ベッドサイズは長さ1850×幅1100mmで、こちらも大人2人が就寝できる。フロアベッドと合わせて合計4人のベッドが完成だ。よく考えられているのが、このポップアップルーフの仕切りはベッドマットではなく、床ボードにしてあるということ。一見「じゃあ就寝時に敷き布団を用意しないといけないのか、面倒だな」と思うかもしれないが、利用者が必ずしも全員ベッドとして使用するわけではないので、あえてこの形にしてある。

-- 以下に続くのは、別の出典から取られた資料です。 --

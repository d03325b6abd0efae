//! Whole-frame reader for formats without exploitable structure.
//!
//! PNG, BMP, and GIF offer no pyramids, tiles, or partial decode, so this
//! reader reports a single resolution level sized at the full image and
//! decodes the whole frame on every read. Region and subsample requests are
//! honored after the fact by cropping and decimation.

use std::io::Cursor;
use std::sync::Arc;

use async_trait::async_trait;
use bytes::Bytes;
use image::ImageDecoder;
use tracing::debug;

use crate::error::Error;
use crate::format::Format;
use crate::image::{ImageInfo, PixelMatrix, Region};
use crate::io::{read_all, RangeReader};

use super::{ImageReader, ReadHints, ReaderOptions};

/// Single-level, full-decode reader for PNG/BMP/GIF.
pub struct BaselineReader {
    data: Bytes,
    format: Format,
    info: ImageInfo,
    icc_profile: Option<Bytes>,
    options: ReaderOptions,
}

impl BaselineReader {
    /// Open a source: probe dimensions and color layout without a full decode.
    pub async fn open(
        source: Arc<dyn RangeReader>,
        identifier: &str,
        format: Format,
        options: ReaderOptions,
    ) -> Result<Self, Error> {
        let data = read_all(source.as_ref()).await.map_err(Error::from)?;

        let mut decoder = image::ImageReader::with_format(
            Cursor::new(data.clone()),
            to_image_format(format),
        )
        .into_decoder()
        .map_err(|e| Error::UnsupportedSourceFormat(format!("{}: {}", identifier, e)))?;

        let (width, height) = decoder.dimensions();
        let color = decoder.color_type();
        let icc_profile = decoder.icc_profile().ok().flatten().map(Bytes::from);

        debug!(identifier, width, height, format = format.name(), "opened image");

        let info = ImageInfo::monolithic(
            identifier,
            format,
            width,
            height,
            (color.bits_per_pixel() / color.channel_count() as u16).min(255) as u8,
            color.channel_count(),
            icc_profile.is_some(),
        );

        Ok(BaselineReader {
            data,
            format,
            info,
            icc_profile,
            options,
        })
    }
}

fn to_image_format(format: Format) -> image::ImageFormat {
    match format {
        Format::Png => image::ImageFormat::Png,
        Format::Bmp => image::ImageFormat::Bmp,
        Format::Gif => image::ImageFormat::Gif,
        Format::Jpeg => image::ImageFormat::Jpeg,
        Format::Tiff => image::ImageFormat::Tiff,
        // No codec; callers route JPEG2000 to its own reader.
        Format::Jpeg2000 => image::ImageFormat::Png,
    }
}

#[async_trait]
impl ImageReader for BaselineReader {
    fn info(&self) -> &ImageInfo {
        &self.info
    }

    fn metadata(&self, _level: usize) -> Option<Bytes> {
        None
    }

    async fn read(
        &self,
        level: usize,
        region: Option<Region>,
        subsample: u32,
    ) -> Result<(PixelMatrix, ReadHints), Error> {
        if level != 0 {
            return Err(Error::InvalidRequest(format!(
                "level {} out of range ({} has 1)",
                level,
                self.format.name()
            )));
        }

        let decoded =
            image::load_from_memory_with_format(&self.data, to_image_format(self.format))
                .map_err(|e| Error::Internal(e.to_string()))?;

        let mut matrix = PixelMatrix::with_profile(decoded, self.icc_profile.clone());

        let already_cropped = if let Some(region) = region {
            let clipped = region.clipped_to(self.info.width, self.info.height);
            if clipped.is_empty() {
                return Err(Error::InvalidRequest("region selects no pixels".into()));
            }
            matrix = matrix.crop(clipped);
            true
        } else {
            false
        };

        matrix = matrix.decimate(subsample.max(1));
        matrix = self.options.finish(matrix);

        Ok((matrix, ReadHints { already_cropped }))
    }
}

// =============================================================================
// Tests
// =============================================================================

「寝ないのならポップアップルーフは何に使うの?」というと、車内で着替えるときなどに立てるというのが大きな利点なのだ。現に下から見上げるとこれだけの開放感がある。
ボードは軽いので、このように簡単に横によけておける。この部分を荷物置きに使うこともでき、フロアベッドを広々使って寝ることもできる。もちろんその逆で、荷物をフロアに残したまま、ルーフベッドで眠ることもできる。このため、仮に利用人数が4人いなくとも、軽キャンパーでポップアップルーフをつけるメリットは大いにあるのだ。
ポップアップルーフのテント生地には網戸付きの小窓を左右につけてあり、通気性も良い。ボディカラーに合わせた複数カラーのテント生地も用意されている。
フロアに戻って、収納部分を見てみよう。オートワンのほかのモデルより収納はスリム。寝起きに邪魔にならない後部の右サイドと最後部にのみ家具を設置している。このスリム化のおかけでフロア面積が大きく、26インチ自転車もそのまま積むことができる。重厚感のあるムク材を使用しており、この風合いが好きというファンも多い。
キャビネットを別角度から見ると、あえてウインドウの部分は埋めずに残すことで採光性を確保していることがわかる。
最後部の上部収納は両側に扉があり、車内外から物を出し入れできる。
必要装備が厳選され、広さを確保した1台。ファミリーユースにも趣味の基地としても使える。